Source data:
%%
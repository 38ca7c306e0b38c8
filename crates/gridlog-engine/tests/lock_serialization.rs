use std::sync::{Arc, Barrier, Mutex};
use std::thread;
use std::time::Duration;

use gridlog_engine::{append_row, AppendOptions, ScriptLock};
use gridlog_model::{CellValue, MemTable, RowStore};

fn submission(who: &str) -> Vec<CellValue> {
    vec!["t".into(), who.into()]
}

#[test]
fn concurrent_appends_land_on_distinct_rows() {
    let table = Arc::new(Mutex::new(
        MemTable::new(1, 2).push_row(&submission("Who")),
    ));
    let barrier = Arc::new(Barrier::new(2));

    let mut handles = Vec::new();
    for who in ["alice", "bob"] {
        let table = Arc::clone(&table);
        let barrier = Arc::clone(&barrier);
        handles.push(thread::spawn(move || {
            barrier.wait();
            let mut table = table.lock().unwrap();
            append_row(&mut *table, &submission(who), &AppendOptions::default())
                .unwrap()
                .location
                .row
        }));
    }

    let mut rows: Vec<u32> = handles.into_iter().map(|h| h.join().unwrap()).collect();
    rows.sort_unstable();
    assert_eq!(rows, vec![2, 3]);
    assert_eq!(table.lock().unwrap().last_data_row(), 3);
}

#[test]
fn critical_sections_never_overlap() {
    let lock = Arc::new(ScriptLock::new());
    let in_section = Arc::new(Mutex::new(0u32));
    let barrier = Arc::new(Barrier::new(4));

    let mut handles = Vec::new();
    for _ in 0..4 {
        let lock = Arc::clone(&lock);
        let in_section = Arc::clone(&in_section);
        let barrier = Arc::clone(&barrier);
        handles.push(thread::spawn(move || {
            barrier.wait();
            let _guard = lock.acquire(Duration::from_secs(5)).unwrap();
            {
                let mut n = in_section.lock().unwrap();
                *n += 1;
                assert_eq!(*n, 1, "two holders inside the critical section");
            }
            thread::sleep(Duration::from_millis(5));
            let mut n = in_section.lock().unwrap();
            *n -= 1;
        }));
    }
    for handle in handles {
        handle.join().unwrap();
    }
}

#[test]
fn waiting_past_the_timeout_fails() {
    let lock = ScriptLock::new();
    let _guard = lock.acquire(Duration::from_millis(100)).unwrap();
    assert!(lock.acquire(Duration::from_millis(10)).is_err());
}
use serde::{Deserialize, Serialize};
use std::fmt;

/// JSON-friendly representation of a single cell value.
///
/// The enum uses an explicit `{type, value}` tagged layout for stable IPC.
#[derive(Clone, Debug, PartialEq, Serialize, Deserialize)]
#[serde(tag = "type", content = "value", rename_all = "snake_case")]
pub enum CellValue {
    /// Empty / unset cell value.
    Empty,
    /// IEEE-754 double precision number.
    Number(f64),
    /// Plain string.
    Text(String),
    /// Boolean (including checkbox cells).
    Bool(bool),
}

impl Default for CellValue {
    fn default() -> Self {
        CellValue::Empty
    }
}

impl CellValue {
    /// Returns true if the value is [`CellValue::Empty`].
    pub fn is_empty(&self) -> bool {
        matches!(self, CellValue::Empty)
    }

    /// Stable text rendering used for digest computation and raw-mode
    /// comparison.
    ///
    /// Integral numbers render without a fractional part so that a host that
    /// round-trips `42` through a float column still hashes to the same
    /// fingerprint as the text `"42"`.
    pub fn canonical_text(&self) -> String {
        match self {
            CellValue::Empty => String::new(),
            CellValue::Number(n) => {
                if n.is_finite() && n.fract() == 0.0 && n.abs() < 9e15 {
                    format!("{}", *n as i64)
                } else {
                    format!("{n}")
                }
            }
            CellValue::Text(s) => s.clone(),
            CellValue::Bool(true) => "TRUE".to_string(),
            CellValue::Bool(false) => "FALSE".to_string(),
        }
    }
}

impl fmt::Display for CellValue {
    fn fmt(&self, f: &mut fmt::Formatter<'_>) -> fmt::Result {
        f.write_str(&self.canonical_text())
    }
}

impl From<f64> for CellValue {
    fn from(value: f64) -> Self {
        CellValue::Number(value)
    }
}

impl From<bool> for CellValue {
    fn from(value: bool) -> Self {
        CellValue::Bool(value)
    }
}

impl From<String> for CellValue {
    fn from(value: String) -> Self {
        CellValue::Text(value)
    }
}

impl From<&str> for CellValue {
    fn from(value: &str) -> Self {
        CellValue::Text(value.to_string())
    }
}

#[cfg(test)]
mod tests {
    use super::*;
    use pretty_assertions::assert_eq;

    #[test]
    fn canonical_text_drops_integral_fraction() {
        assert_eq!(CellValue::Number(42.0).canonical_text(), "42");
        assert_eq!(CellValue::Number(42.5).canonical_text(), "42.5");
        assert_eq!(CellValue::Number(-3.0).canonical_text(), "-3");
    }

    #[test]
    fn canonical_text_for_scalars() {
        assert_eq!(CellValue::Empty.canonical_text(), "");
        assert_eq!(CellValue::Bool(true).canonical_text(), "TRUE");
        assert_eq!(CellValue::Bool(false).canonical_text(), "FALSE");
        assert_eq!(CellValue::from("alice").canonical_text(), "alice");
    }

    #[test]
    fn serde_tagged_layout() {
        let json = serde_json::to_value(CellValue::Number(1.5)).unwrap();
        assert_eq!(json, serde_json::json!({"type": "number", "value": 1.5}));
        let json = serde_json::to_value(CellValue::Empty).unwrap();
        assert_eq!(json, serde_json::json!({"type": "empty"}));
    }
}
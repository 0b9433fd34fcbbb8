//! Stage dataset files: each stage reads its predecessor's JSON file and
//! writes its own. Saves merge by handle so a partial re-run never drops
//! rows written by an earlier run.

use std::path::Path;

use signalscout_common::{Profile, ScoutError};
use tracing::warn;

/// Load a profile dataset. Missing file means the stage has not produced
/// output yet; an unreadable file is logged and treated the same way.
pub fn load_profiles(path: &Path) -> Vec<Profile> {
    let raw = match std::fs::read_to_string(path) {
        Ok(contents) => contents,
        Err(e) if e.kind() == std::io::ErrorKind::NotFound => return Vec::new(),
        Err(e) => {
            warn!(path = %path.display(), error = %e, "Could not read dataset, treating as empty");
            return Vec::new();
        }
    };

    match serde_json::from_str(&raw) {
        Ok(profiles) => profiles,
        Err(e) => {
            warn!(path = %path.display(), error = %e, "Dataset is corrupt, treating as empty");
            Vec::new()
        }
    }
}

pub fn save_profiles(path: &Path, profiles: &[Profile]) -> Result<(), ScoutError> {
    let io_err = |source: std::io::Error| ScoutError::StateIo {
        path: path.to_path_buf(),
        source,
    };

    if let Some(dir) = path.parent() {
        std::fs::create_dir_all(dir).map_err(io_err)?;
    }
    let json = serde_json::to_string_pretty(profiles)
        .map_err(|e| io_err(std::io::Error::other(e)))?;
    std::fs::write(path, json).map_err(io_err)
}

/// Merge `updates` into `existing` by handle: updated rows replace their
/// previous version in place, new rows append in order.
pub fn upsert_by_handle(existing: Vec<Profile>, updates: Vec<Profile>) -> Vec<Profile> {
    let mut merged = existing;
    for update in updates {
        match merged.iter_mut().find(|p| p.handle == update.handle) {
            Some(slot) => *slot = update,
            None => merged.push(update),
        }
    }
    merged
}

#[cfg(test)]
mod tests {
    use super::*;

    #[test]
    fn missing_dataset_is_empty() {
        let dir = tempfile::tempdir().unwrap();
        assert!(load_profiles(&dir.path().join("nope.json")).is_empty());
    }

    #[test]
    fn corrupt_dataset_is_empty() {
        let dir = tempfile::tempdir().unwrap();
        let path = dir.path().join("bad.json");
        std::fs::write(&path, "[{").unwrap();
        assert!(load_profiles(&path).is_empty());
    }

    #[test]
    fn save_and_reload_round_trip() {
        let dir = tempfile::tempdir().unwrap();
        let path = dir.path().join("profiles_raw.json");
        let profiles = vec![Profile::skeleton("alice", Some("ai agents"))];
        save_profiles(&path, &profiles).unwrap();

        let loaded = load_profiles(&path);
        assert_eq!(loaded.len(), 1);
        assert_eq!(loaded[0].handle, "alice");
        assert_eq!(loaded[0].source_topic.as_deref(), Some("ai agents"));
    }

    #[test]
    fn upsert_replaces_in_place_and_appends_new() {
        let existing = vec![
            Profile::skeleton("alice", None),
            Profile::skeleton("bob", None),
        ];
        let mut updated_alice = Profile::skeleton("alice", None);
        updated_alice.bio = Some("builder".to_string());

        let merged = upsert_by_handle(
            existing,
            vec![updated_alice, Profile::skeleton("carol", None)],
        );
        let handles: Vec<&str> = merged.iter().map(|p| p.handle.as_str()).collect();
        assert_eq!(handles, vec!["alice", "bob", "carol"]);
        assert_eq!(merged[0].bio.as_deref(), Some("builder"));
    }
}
%%
● EXERCISE
Nothing should appear in the answer except the lines above from the line with "assert!(lock.acquire(Duration::from_millis(10)).is_err());" through the line with "fn fmt(&self, f: &mut", both included, written out exactly.

● TASK RESULT
    assert!(lock.acquire(Duration::from_millis(10)).is_err());
}
use serde::{Deserialize, Serialize};
use std::fmt;

/// JSON-friendly representation of a single cell value.
///
/// The enum uses an explicit `{type, value}` tagged layout for stable IPC.
#[derive(Clone, Debug, PartialEq, Serialize, Deserialize)]
#[serde(tag = "type", content = "value", rename_all = "snake_case")]
pub enum CellValue {
    /// Empty / unset cell value.
    Empty,
    /// IEEE-754 double precision number.
    Number(f64),
    /// Plain string.
    Text(String),
    /// Boolean (including checkbox cells).
    Bool(bool),
}

impl Default for CellValue {
    fn default() -> Self {
        CellValue::Empty
    }
}

impl CellValue {
    /// Returns true if the value is [`CellValue::Empty`].
    pub fn is_empty(&self) -> bool {
        matches!(self, CellValue::Empty)
    }

    /// Stable text rendering used for digest computation and raw-mode
    /// comparison.
    ///
    /// Integral numbers render without a fractional part so that a host that
    /// round-trips `42` through a float column still hashes to the same
    /// fingerprint as the text `"42"`.
    pub fn canonical_text(&self) -> String {
        match self {
            CellValue::Empty => String::new(),
            CellValue::Number(n) => {
                if n.is_finite() && n.fract() == 0.0 && n.abs() < 9e15 {
                    format!("{}", *n as i64)
                } else {
                    format!("{n}")
                }
            }
            CellValue::Text(s) => s.clone(),
            CellValue::Bool(true) => "TRUE".to_string(),
            CellValue::Bool(false) => "FALSE".to_string(),
        }
    }
}

impl fmt::Display for CellValue {
    fn fmt(&self, f: &mut fmt::Formatter<'_>) -> fmt::Result {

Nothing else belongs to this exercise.